### AIM OF THE TASK
Each line below that contains "display" counts once; report the total and nothing more.
══ TASK DATA
/// Dependency modules already inlined, in the order their bodies must
/// appear (dependencies before dependents, so `const`/`class` bindings are
/// initialized before anything references them).
struct Graph {
    cache: BTreeMap<PathBuf, ModuleRecord>,
    order: Vec<PathBuf>,
}

impl Graph {
    fn is_cached(&self, path: &Path) -> bool {
        self.cache.contains_key(path)
    }
}

fn inline_module<'a>(
    path: &'a Path,
    options: &'a BundleOptions,
    resolver: &'a mut ResolverPlugin<'_>,
    graph: &'a mut Graph,
    is_entry: bool,
) -> Pin<Box<dyn Future<Output = Result<ModuleRecord, BundleErrorKind>> + 'a>> {
    Box::pin(async move {
        let source = tokio::fs::read_to_string(path)
            .await
            .map_err(|e| BundleErrorKind::Fatal(format!("could not read {}: {e}", path.display())))?;

        if !is_entry && looks_ambiguous(&source) {
            return Err(BundleErrorKind::Fatal(format!("{} mixes CommonJS and ESM export forms", path.display())));
        }

        let importer = path.to_string_lossy().into_owned();
        let mut body = String::new();
        let mut named = Vec::new();
        let mut default_ident = None;

        for raw_line in source.lines() {
            let line = raw_line.trim_end();
            match rewrite_line(line, &importer, options, resolver, graph, is_entry, &mut named, &mut default_ident).await? {
                Some(rewritten) => {
                    if !rewritten.is_empty() {
                        body.push_str(&rewritten);
                        body.push('\n');
                    }
                }
                None => {
                    body.push_str(line);
                    body.push('\n');
                }
            }
        }

        Ok(ModuleRecord { body, named, default_ident })
    })
}

#[allow(clippy::too_many_arguments)]
async fn rewrite_line(
    line: &str,
    importer: &str,
    options: &BundleOptions,
    resolver: &mut ResolverPlugin<'_>,
    graph: &mut Graph,
    is_entry: bool,
    named: &mut Vec<String>,
    default_ident: &mut Option<String>,
) -> Result<Option<String>, BundleErrorKind> {
    let trimmed = line.trim_start();
    let indent = &line[..line.len() - trimmed.len()];

    if trimmed.starts_with("import ") || trimmed.starts_with("import(") {
        if let Some(spec) = extract_quoted_after(trimmed, "from") {
            return Ok(Some(rewrite_import(indent, trimmed, &spec, importer, options, resolver, graph).await?));
        }
        if let Some(spec) = extract_bare_side_effect_import(trimmed) {
            return match classify(resolver, &spec, importer, ImportKind::Import) {
                Resolved::External(emit) => Ok(Some(format!("{indent}import \"{emit}\";"))),
                Resolved::Internal => {
                    ensure_inlined(&spec, options, resolver, graph, importer).await?;
                    Ok(Some(String::new()))
                }
            };
        }
        return Ok(None);
    }

    if trimmed.starts_with("export *") {
        if let Some(rest) = trimmed.strip_prefix("export * as ") {
            if let Some((name, spec_part)) = rest.split_once(" from ") {
                let spec = unquote(spec_part.trim_end_matches(';').trim());
                return Ok(Some(rewrite_export_star(indent, name.trim(), &spec, importer, options, resolver, graph, is_entry).await?));
            }
        } else if let Some(rest) = trimmed.strip_prefix("export * from ") {
            let spec = unquote(rest.trim_end_matches(';').trim());
            return match classify(resolver, &spec, importer, ImportKind::Import) {
                Resolved::External(emit) => Ok(Some(format!("{indent}export * from \"{emit}\";"))),
                Resolved::Internal => {
                    let rec_named = ensure_inlined(&spec, options, resolver, graph, importer).await?.named.clone();
                    named.extend(rec_named.clone());
                    if is_entry {
                        Ok(Some(format!("{indent}export {{ {} }};", rec_named.join(", "))))
                    } else {
                        Ok(Some(String::new()))
                    }
                }
            };
        }
        return Ok(None);
    }

    // `export const { a, b } = ident;` — the synthesized re-export entry's
    // destructuring shape (see `cdn-orchestrator`'s entry synthesis). Valid
    // JavaScript on its own; expanded here into one `export const` per name
    // so each becomes its own named binding like any other export.
    if let Some(rest) = trimmed.strip_prefix("export const {") {
        if let Some((names_part, tail)) = rest.split_once('}') {
            let tail = tail.trim();
            if let Some(ident) = tail.strip_prefix('=').map(|s| s.trim_end_matches(';').trim().to_string()) {
                let mut out = String::new();
                for raw in names_part.split(',') {
                    let name = raw.trim();
                    if name.is_empty() {
                        continue;
                    }
                    out.push_str(&format!("{indent}export const {name} = {ident}.{name};\n"));
                    named.push(name.to_string());
                }
                return Ok(Some(out.trim_end_matches('\n').to_string()));
            }
        }
        return Ok(None);
    }

    if let Some(rest) = trimmed.strip_prefix("export {") {
        if let Some((names_part, tail)) = rest.split_once('}') {
            let tail = tail.trim();
            if let Some(from_spec) = tail.strip_prefix("from ") {
                let spec = unquote(from_spec.trim_end_matches(';').trim());
                return match classify(resolver, &spec, importer, ImportKind::Import) {
                    Resolved::External(emit) => Ok(Some(format!("{indent}export {{{names_part}}} from \"{emit}\";"))),
                    Resolved::Internal => {
                        ensure_inlined(&spec, options, resolver, graph, importer).await?;
                        let mut out = String::new();
                        for raw in names_part.split(',') {
                            let Some((src, local)) = split_as(raw) else { continue };
                            out.push_str(&format!("{indent}export const {local} = {src};\n"));
                            named.push(local);
                        }
                        Ok(Some(out.trim_end_matches('\n').to_string()))
                    }
                };
            }
            // export { a, b as c }; (local re-export, no specifier)
            if is_entry {
                for raw in names_part.split(',') {
                    if let Some((_, local)) = split_as(raw) {
                        named.push(local);
                    }
                }
                return Ok(None);
            }
            return Ok(Some(String::new()));
        }
        return Ok(None);
    }

    if let Some(rest) = trimmed.strip_prefix("export default ") {
        if is_entry {
            return Ok(None);
        }
        if let Some(name) = declared_name_after(rest, "function").or_else(|| declared_name_after(rest, "class")) {
            *default_ident = Some(name);
            return Ok(Some(format!("{indent}{rest}")));
        }
        let rest_trim = rest.trim_start();
        if rest_trim.starts_with("function") || rest_trim.starts_with("class") || rest_trim.starts_with("async function") {
            let id = format!("__cdn_default_{}", next_synthetic_id());
            let with_name = insert_synthetic_name(rest, &id);
            *default_ident = Some(id);
            return Ok(Some(format!("{indent}{with_name}")));
        }
        let id = format!("__cdn_default_{}", next_synthetic_id());
        *default_ident = Some(id.clone());
        return Ok(Some(format!("{indent}const {id} = {rest}")));
    }

    if let Some(rest) = trimmed.strip_prefix("export ") {
        if let Some(name) = declared_export_name(rest) {
            named.push(name);
            return if is_entry { Ok(None) } else { Ok(Some(format!("{indent}{rest}"))) };
        }
    }

    Ok(None)
}

enum Resolved {
    External(String),
    Internal,
}

fn classify(resolver: &mut ResolverPlugin<'_>, spec: &str, importer: &str, kind: ImportKind) -> Resolved {
    match resolver.on_resolve(spec, importer, kind) {
        Resolution::Internal => Resolved::Internal,
        Resolution::External { emit_path, .. } => Resolved::External(emit_path),
    }
}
════
### WRITTEN ANSWER
2